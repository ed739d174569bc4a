mod common;

use async_trait::async_trait;
use catalogue_bid_service::bidding::commands::{
    begin_bid, confirm, edit, handle_confirm_bid, parse_bid, reset, validate,
};
use catalogue_bid_service::bidding::model::{BidFields, BidRecord, FieldEdits, FormState, Phase};
use catalogue_bid_service::error::{BidError, PersistenceError, SessionError, ValidationError};
use catalogue_bid_service::record_store::RecordStore;
use std::path::Path;
use std::sync::atomic::{AtomicUsize, Ordering};
use std::sync::Mutex;

fn confirmed(proposed_bid: &str, full_name: &str, phone_number: &str, email: &str) -> FormState {
    FormState {
        phase: Phase::Confirmed,
        fields: BidFields {
            proposed_bid: proposed_bid.to_string(),
            full_name: full_name.to_string(),
            phone_number: phone_number.to_string(),
            email: email.to_string(),
        },
    }
}

// region:    --- Transitions

#[test]
fn test_begin_bid_opens_blank_form_with_zero_bid() {
    let state = begin_bid(FormState::default());
    assert_eq!(state.phase, Phase::Bidding);
    assert_eq!(state.fields.proposed_bid, "0");
    assert!(state.fields.full_name.is_empty());
    assert!(state.fields.phone_number.is_empty());
    assert!(state.fields.email.is_empty());
}

#[test]
fn test_begin_bid_keeps_open_form() {
    let state = confirmed("150", "Ann", "555", "ann@example.com");
    assert_eq!(begin_bid(state.clone()), state);
}

#[test]
fn test_edit_and_confirm_require_open_form() {
    assert_eq!(
        edit(FormState::default(), FieldEdits::default()),
        Err(SessionError::FormNotOpen)
    );
    assert_eq!(confirm(FormState::default()), Err(SessionError::FormNotOpen));
}

#[test]
fn test_edit_changes_only_given_fields() {
    let state = begin_bid(FormState::default());
    let state = edit(
        state,
        FieldEdits {
            full_name: Some("Ann".to_string()),
            ..FieldEdits::default()
        },
    )
    .unwrap();
    assert_eq!(state.fields.full_name, "Ann");
    assert_eq!(state.fields.proposed_bid, "0");
    assert_eq!(state.phase, Phase::Bidding);
}

#[test]
fn test_confirm_stays_confirmed() {
    let state = confirm(begin_bid(FormState::default())).unwrap();
    assert_eq!(state.phase, Phase::Confirmed);
    let state = confirm(state).unwrap();
    assert_eq!(state.phase, Phase::Confirmed);
}

#[test]
fn test_reset_clears_everything() {
    let state = reset(confirmed("150", "Ann", "555", "ann@example.com"));
    assert_eq!(state, FormState::default());
    assert_eq!(state.phase, Phase::Idle);
    assert!(state.fields.proposed_bid.is_empty());
}

// endregion: --- Transitions

// region:    --- Validation

#[test]
fn test_validation_waits_for_confirmation() {
    let product = common::product(100.0);
    let mut state = confirmed("", "", "", "");
    state.phase = Phase::Bidding;
    assert_eq!(validate(&state, &product), Ok(None));
}

#[test]
fn test_missing_fields_reported_before_other_errors() {
    let product = common::product(100.0);
    // 빈 필드 + 잘못된 형식 + 최소 금액 미달이 동시에 있는 경우
    let state = confirmed("-5", "", "555", "ann@example.com");
    assert_eq!(
        validate(&state, &product),
        Err(ValidationError::MissingFields)
    );

    let state = confirmed("", "Ann", "555", "ann@example.com");
    assert_eq!(
        validate(&state, &product),
        Err(ValidationError::MissingFields)
    );
}

#[test]
fn test_non_numeric_bid_is_format_error() {
    let product = common::product(100.0);
    for raw in ["abc", "-150", "+150", "150.0", "1 50", "99999999999999999999"] {
        let state = confirmed(raw, "Ann", "555", "ann@example.com");
        assert_eq!(
            validate(&state, &product),
            Err(ValidationError::InvalidBidFormat),
            "bid {raw:?}"
        );
    }
}

#[test]
fn test_low_bid_is_rejected() {
    let product = common::product(100.0);
    let state = confirmed("5", "Ann", "555", "ann@example.com");
    assert_eq!(
        validate(&state, &product),
        Err(ValidationError::BidTooLow {
            bid: 5,
            price: 100.0
        })
    );

    let product = common::product(80.5);
    let state = confirmed("80", "Ann", "555", "ann@example.com");
    assert!(matches!(
        validate(&state, &product),
        Err(ValidationError::BidTooLow { .. })
    ));
}

#[test]
fn test_bid_at_or_above_price_passes() {
    let product = common::product(100.0);
    let bid = validate(&confirmed("150", "Ann", "555", "ann@example.com"), &product)
        .unwrap()
        .unwrap();
    assert_eq!(bid.proposed_bid, 150);
    assert_eq!(bid.full_name, "Ann");

    let bid = validate(&confirmed("100", "Ann", "555", "ann@example.com"), &product)
        .unwrap()
        .unwrap();
    assert_eq!(bid.proposed_bid, 100);
}

#[test]
fn test_parse_bid() {
    assert_eq!(parse_bid("0"), Ok(0));
    assert_eq!(parse_bid("007"), Ok(7));
    assert_eq!(parse_bid(""), Err(ValidationError::InvalidBidFormat));
    assert_eq!(parse_bid("١٢"), Err(ValidationError::InvalidBidFormat));
}

#[test]
fn test_error_messages() {
    assert_eq!(
        ValidationError::MissingFields.to_string(),
        "Please fill in all required fields."
    );
    assert_eq!(
        ValidationError::InvalidBidFormat.to_string(),
        "Incorrect bid amount format"
    );
    assert_eq!(
        ValidationError::BidTooLow { bid: 1, price: 2.0 }.to_string(),
        "Bid Amount must be equal to start price or greater."
    );
}

// endregion: --- Validation

// region:    --- Confirm Command

/// 메모리 저장소 (쓰기/내보내기 실패 여부 설정 가능)
#[derive(Default)]
struct MemoryStore {
    records: Mutex<Vec<BidRecord>>,
    exports: AtomicUsize,
    fail_writes: bool,
    fail_exports: bool,
}

#[async_trait]
impl RecordStore for MemoryStore {
    async fn add_record(&self, record: &BidRecord) -> Result<(), PersistenceError> {
        if self.fail_writes {
            return Err(PersistenceError::Io(std::io::Error::other("disk gone")));
        }
        self.records.lock().unwrap().push(record.clone());
        Ok(())
    }

    async fn export_all(&self) -> Result<usize, PersistenceError> {
        self.exports.fetch_add(1, Ordering::SeqCst);
        if self.fail_exports {
            return Err(PersistenceError::Io(std::io::Error::other("export locked")));
        }
        Ok(self.records.lock().unwrap().len())
    }

    async fn all_records(&self) -> Result<Vec<BidRecord>, PersistenceError> {
        Ok(self.records.lock().unwrap().clone())
    }

    async fn product_records(
        &self,
        product_code: &str,
    ) -> Result<Vec<BidRecord>, PersistenceError> {
        Ok(self
            .records
            .lock()
            .unwrap()
            .iter()
            .filter(|r| r.product == product_code)
            .cloned()
            .collect())
    }

    async fn count(&self) -> Result<i64, PersistenceError> {
        Ok(self.records.lock().unwrap().len() as i64)
    }

    fn export_path(&self) -> &Path {
        Path::new("memory.csv")
    }
}

#[tokio::test]
async fn test_confirm_persists_and_exports() {
    let store = MemoryStore::default();
    let product = common::product(100.0);
    let mut state = begin_bid(FormState::default());
    state = edit(
        state,
        FieldEdits {
            proposed_bid: Some("150".to_string()),
            full_name: Some("Ann".to_string()),
            phone_number: Some("555".to_string()),
            email: Some("ann@example.com".to_string()),
        },
    )
    .unwrap();

    let record = handle_confirm_bid(&mut state, &product, &store).await.unwrap();
    assert_eq!(record.proposed_bid, 150);
    assert_eq!(record.product, "AUR-001");
    assert_eq!(record.category, "Bags");
    assert_eq!(state.phase, Phase::Confirmed);
    assert_eq!(store.count().await.unwrap(), 1);
    assert_eq!(store.exports.load(Ordering::SeqCst), 1);
}

#[tokio::test]
async fn test_invalid_confirm_writes_nothing_and_stays_confirmed() {
    let store = MemoryStore::default();
    let product = common::product(100.0);
    let mut state = begin_bid(FormState::default());

    let err = handle_confirm_bid(&mut state, &product, &store)
        .await
        .unwrap_err();
    assert!(matches!(
        err,
        BidError::Validation(ValidationError::MissingFields)
    ));
    assert_eq!(state.phase, Phase::Confirmed);
    assert_eq!(store.count().await.unwrap(), 0);
    assert_eq!(store.exports.load(Ordering::SeqCst), 0);
}

#[tokio::test]
async fn test_confirm_from_idle_is_rejected() {
    let store = MemoryStore::default();
    let mut state = FormState::default();
    let err = handle_confirm_bid(&mut state, &common::product(1.0), &store)
        .await
        .unwrap_err();
    assert!(matches!(err, BidError::Session(SessionError::FormNotOpen)));
    assert_eq!(state.phase, Phase::Idle);
}

#[tokio::test]
async fn test_write_failure_is_persistence_error() {
    let store = MemoryStore {
        fail_writes: true,
        ..MemoryStore::default()
    };
    let mut state = confirmed("150", "Ann", "555", "ann@example.com");
    let err = handle_confirm_bid(&mut state, &common::product(100.0), &store)
        .await
        .unwrap_err();
    assert!(matches!(err, BidError::Persistence(_)));
    assert_eq!(store.exports.load(Ordering::SeqCst), 0);
}

#[tokio::test]
async fn test_export_failure_after_commit_still_confirms() {
    let store = MemoryStore {
        fail_exports: true,
        ..MemoryStore::default()
    };
    let mut state = confirmed("150", "Ann", "555", "ann@example.com");

    let record = handle_confirm_bid(&mut state, &common::product(100.0), &store)
        .await
        .unwrap();
    assert_eq!(record.proposed_bid, 150);
    assert_eq!(state.phase, Phase::Confirmed);
    assert_eq!(store.count().await.unwrap(), 1);
    assert_eq!(store.all_records().await.unwrap(), vec![record]);
    assert_eq!(store.exports.load(Ordering::SeqCst), 1);
}

// endregion: --- Confirm Command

---*---

» **Work instructions**:
Using the material above, copy every line in which the string "email" occurs.

» **Result for this task**:
fn confirmed(proposed_bid: &str, full_name: &str, phone_number: &str, email: &str) -> FormState {
            email: email.to_string(),
    assert!(state.fields.email.is_empty());
            email: Some("ann@example.com".to_string()),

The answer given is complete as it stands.